As always, the amounts vary – in November 2015, MusicPrice Guide detailed a copy that sold for $928 / £835 at auction. Another sold on eBay in 2015 for $1,790 / £1,611. Feeling flush? Seymour Kassel Records currently has one for sale, with the price ‘on application’. We bet it won’t be cheap, but if you have the money and you love Hendrix, it’s worth exploring.
Oh, and it isn’t just Hendrix vinyl that’s super-valuable: eight lines of lyrics handwritten by Jimi in 1966 sold for a whopping £10,000 at Christie’s. But we guess that’s a small price to pay for something that’s been touched by an actual genius.

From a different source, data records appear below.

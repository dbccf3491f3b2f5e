//! sts:AssumeRole API client

/// Region used when neither --region nor the SDK's region chain yields one. STS is global.
const DEFAULT_REGION: &str = "us-east-1";

#[derive(Debug, Clone)]
pub struct AssumeRoleRequest {
    role_arn: crate::arn::RoleArn,
    session_name: String,
    duration_seconds: i64,
}

impl AssumeRoleRequest {
    /// Validates the requested duration and generates a unique session name.
    pub fn new(
        role_arn: crate::arn::RoleArn,
        duration_seconds: i64,
    ) -> Result<Self, crate::error::Error> {
        crate::session::validate_duration(duration_seconds)?;
        Ok(Self {
            role_arn,
            session_name: uuid::Uuid::new_v4().to_string(),
            duration_seconds,
        })
    }

    pub fn role_arn(&self) -> &crate::arn::RoleArn {
        &self.role_arn
    }

    pub fn session_name(&self) -> &str {
        &self.session_name
    }

    pub fn duration_seconds(&self) -> i64 {
        self.duration_seconds
    }
}

#[derive(Debug, Clone, serde::Serialize, serde::Deserialize)]
#[serde(rename_all = "camelCase")]
pub struct Credentials {
    pub access_key_id: String,
    pub secret_access_key: AwsSecretAccessKey,
    pub session_token: String,
    pub expiration: chrono::DateTime<chrono::Utc>,
}

impl Credentials {
    /// Whole seconds left until expiration, as seen at `now`.
    pub fn remaining_seconds(&self, now: chrono::DateTime<chrono::Utc>) -> i64 {
        (self.expiration - now).num_seconds()
    }
}

/// Secret access key; redacted from Debug output.
#[derive(Clone)]
pub struct AwsSecretAccessKey(secrecy::SecretString);

impl AwsSecretAccessKey {
    pub fn new(value: String) -> Self {
        Self(secrecy::SecretString::new(value))
    }

    pub fn expose(&self) -> &str {
        use secrecy::ExposeSecret;
        self.0.expose_secret()
    }
}

impl From<&str> for AwsSecretAccessKey {
    fn from(value: &str) -> Self {
        Self::new(value.to_owned())
    }
}

impl std::fmt::Debug for AwsSecretAccessKey {
    fn fmt(&self, f: &mut std::fmt::Formatter<'_>) -> std::fmt::Result {
        f.write_str("AwsSecretAccessKey([REDACTED])")
    }
}

impl serde::Serialize for AwsSecretAccessKey {
    fn serialize<S: serde::Serializer>(&self, serializer: S) -> Result<S::Ok, S::Error> {
        serializer.serialize_str(self.expose())
    }
}

impl<'de> serde::Deserialize<'de> for AwsSecretAccessKey {
    fn deserialize<D: serde::Deserializer<'de>>(deserializer: D) -> Result<Self, D::Error> {
        Ok(Self::new(String::deserialize(deserializer)?))
    }
}

/// Error codes returned by sts:AssumeRole that are reported on their own.
#[derive(Debug, Clone, Copy, PartialEq, Eq)]
pub enum ProviderErrorKind {
    MalformedPolicyDocument,
    PackedPolicyTooLarge,
    RegionDisabled,
    ExpiredToken,
    AccessDenied,
    InvalidClientTokenId,
}

impl ProviderErrorKind {
    pub fn from_code(code: &str) -> Option<Self> {
        match code {
            "MalformedPolicyDocument" | "MalformedPolicyDocumentException" => {
                Some(Self::MalformedPolicyDocument)
            }
            "PackedPolicyTooLarge" | "PackedPolicyTooLargeException" => {
                Some(Self::PackedPolicyTooLarge)
            }
            "RegionDisabledException" => Some(Self::RegionDisabled),
            "ExpiredTokenException" => Some(Self::ExpiredToken),
            "AccessDenied" => Some(Self::AccessDenied),
            "InvalidClientTokenId" => Some(Self::InvalidClientTokenId),
            _ => None,
        }
    }

    pub fn code(&self) -> &'static str {
        match self {
            Self::MalformedPolicyDocument => "MalformedPolicyDocument",
            Self::PackedPolicyTooLarge => "PackedPolicyTooLarge",
            Self::RegionDisabled => "RegionDisabledException",
            Self::ExpiredToken => "ExpiredTokenException",
            Self::AccessDenied => "AccessDenied",
            Self::InvalidClientTokenId => "InvalidClientTokenId",
        }
    }
}

impl std::fmt::Display for ProviderErrorKind {
    fn fmt(&self, f: &mut std::fmt::Formatter<'_>) -> std::fmt::Result {
        f.write_str(self.code())
    }
}

/// Maps a service error code and message into the crate error taxonomy.
pub(crate) fn classify_provider_error(
    code: Option<&str>,
    message: Option<&str>,
    context: impl FnOnce() -> String,
) -> crate::error::Error {
    match code.and_then(ProviderErrorKind::from_code) {
        Some(kind) => crate::error::Error::ProviderError {
            kind,
            message: message.unwrap_or_default().to_owned(),
        },
        None => crate::error::Error::TransportError(context()),
    }
}

/// Something that exchanges a role for temporary credentials.
#[async_trait::async_trait]
pub trait AssumeRoleProvider {
    async fn assume_role(
        &self,
        request: &AssumeRoleRequest,
    ) -> Result<Credentials, crate::error::Error>;
}

pub struct Client {
    sts: aws_sdk_sts::Client,
}

impl Client {
    pub async fn new(region: Option<&str>) -> Self {
        let loader = aws_config::defaults(aws_config::BehaviorVersion::latest());
        let loader = match region {
            Some(r) => loader.region(aws_config::Region::new(r.to_owned())),
            None => loader,
        };
        let mut sdk_config = loader.load().await;

        if sdk_config.region().is_none() {
            tracing::debug!(
                message = "No region configured, using default for STS",
                region = DEFAULT_REGION
            );
            sdk_config = sdk_config
                .into_builder()
                .region(aws_config::Region::new(DEFAULT_REGION))
                .build();
        }

        Self {
            sts: aws_sdk_sts::Client::new(&sdk_config),
        }
    }
}

#[async_trait::async_trait]
impl AssumeRoleProvider for Client {
    async fn assume_role(
        &self,
        request: &AssumeRoleRequest,
    ) -> Result<Credentials, crate::error::Error> {
        use aws_sdk_sts::error::ProvideErrorMetadata;

        let duration_seconds = i32::try_from(request.duration_seconds()).map_err(|_| {
            crate::error::Error::ValidationError(format!(
                "--duration {} is out of range",
                request.duration_seconds()
            ))
        })?;

        tracing::debug!(message = "Calling sts:AssumeRole", role_arn = %request.role_arn(), session_name = %request.session_name(), duration_seconds);

        let resp = self
            .sts
            .assume_role()
            .role_arn(request.role_arn().as_str())
            .role_session_name(request.session_name())
            .duration_seconds(duration_seconds)
            .send()
            .await
            .map_err(|e| {
                let (code, message) = match e.as_service_error() {
                    Some(se) => (se.code().map(str::to_owned), se.message().map(str::to_owned)),
                    None => (None, None),
                };
                classify_provider_error(code.as_deref(), message.as_deref(), || {
                    aws_sdk_sts::error::DisplayErrorContext(&e).to_string()
                })
            })?;

        let creds = resp.credentials().ok_or_else(|| {
            crate::error::Error::Unknown("AssumeRole response is missing Credentials".to_string())
        })?;

        let expiration = creds.expiration();
        let expiration =
            chrono::DateTime::<chrono::Utc>::from_timestamp(expiration.secs(), expiration.subsec_nanos())
                .ok_or_else(|| {
                    crate::error::Error::Unknown(format!(
                        "AssumeRole returned an out-of-range expiration: {expiration}"
                    ))
                })?;

        Ok(Credentials {
            access_key_id: creds.access_key_id().to_owned(),
            secret_access_key: AwsSecretAccessKey::from(creds.secret_access_key()),
            session_token: creds.session_token().to_owned(),
            expiration,
        })
    }
}

#[cfg(test)]
mod test {
    use super::*;

    fn role() -> crate::arn::RoleArn {
        crate::arn::RoleArn::parse("arn:aws:iam::123456789012:role/deploy").unwrap()
    }

    #[test]
    fn test_request_new() {
        let a = AssumeRoleRequest::new(role(), 1800).unwrap();
        let b = AssumeRoleRequest::new(role(), 1800).unwrap();
        assert_eq!(a.duration_seconds(), 1800);
        assert_eq!(a.role_arn().role_name(), "deploy");
        uuid::Uuid::parse_str(a.session_name()).unwrap();
        assert_ne!(a.session_name(), b.session_name());
    }

    #[test]
    fn test_request_new_invalid_duration() {
        assert!(matches!(
            AssumeRoleRequest::new(role(), 50000),
            Err(crate::error::Error::ValidationError(_))
        ));
    }

    #[test]
    fn test_classify_known_codes() {
        for (code, kind) in [
            ("MalformedPolicyDocument", ProviderErrorKind::MalformedPolicyDocument),
            ("PackedPolicyTooLarge", ProviderErrorKind::PackedPolicyTooLarge),
            ("RegionDisabledException", ProviderErrorKind::RegionDisabled),
            ("ExpiredTokenException", ProviderErrorKind::ExpiredToken),
            ("AccessDenied", ProviderErrorKind::AccessDenied),
            ("InvalidClientTokenId", ProviderErrorKind::InvalidClientTokenId),
        ] {
            match classify_provider_error(Some(code), Some("boom"), || unreachable!()) {
                crate::error::Error::ProviderError { kind: k, message } => {
                    assert_eq!(k, kind);
                    assert_eq!(message, "boom");
                }
                e => panic!("unexpected {e:?}"),
            }
        }
    }

    #[test]
    fn test_classify_unknown_code() {
        let e = classify_provider_error(Some("Throttling"), Some("slow down"), || {
            "Throttling: slow down".to_string()
        });
        assert!(
            matches!(e, crate::error::Error::TransportError(ref m) if m == "Throttling: slow down")
        );
    }

    #[test]
    fn test_classify_no_code() {
        let e = classify_provider_error(None, None, || "dispatch failure".to_string());
        assert!(matches!(e, crate::error::Error::TransportError(_)));
    }

    #[test]
    fn test_secret_is_redacted() {
        let creds = Credentials {
            access_key_id: "AKIAEXAMPLE".to_string(),
            secret_access_key: AwsSecretAccessKey::from("himitsu"),
            session_token: "token".to_string(),
            expiration: chrono::Utc::now(),
        };
        let debug = format!("{creds:?}");
        assert!(!debug.contains("himitsu"));
        assert!(debug.contains("AKIAEXAMPLE"));
        assert_eq!(creds.secret_access_key.expose(), "himitsu");
    }
}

10. The Who – The Who Sell Out
Sell out then cash in with The Who's rock classic
Year: 1967 | Format: LP vinyl (mono / stereo, with poster) | Label, catalogue number: Original Black Track 612 002 / Track 613 002 | Estimated value: £600+ / $990+ (mint condition with poster) | Featured songs: Armenia City In The Sky, I Can See for Miles, Tattoo
Before concept album Tommy dropped in 1969, The Who hit us with this tongue-in-cheek number, served up as a pirate radio broadcast from Radio London, with songs interspersed with fake ads and bogus public service announcements.
Although the album was dogged by lawsuits stemming from the above, it received widespread acclaim upon release and still frequents ‘greatest albums’ lists. Released on the Track label in 1967, the first 1,000 UK pressings of the album (500 in mono, 500 in stereo) included a folded poster of a trippy butterfly (don’t drop acid then go gawking at this thing).
Other clues you have an original edition: on the front of the album sits a sticker stating: ‘Free Psychedelic Poster Inside’, though some people argue it said ‘Psychedelic Poster Inside’, but let’s not split hairs. Original vinyl copies also end with a locked groove that plays an instrumental version of what was originally intended to be a vocal jingle for Track Records.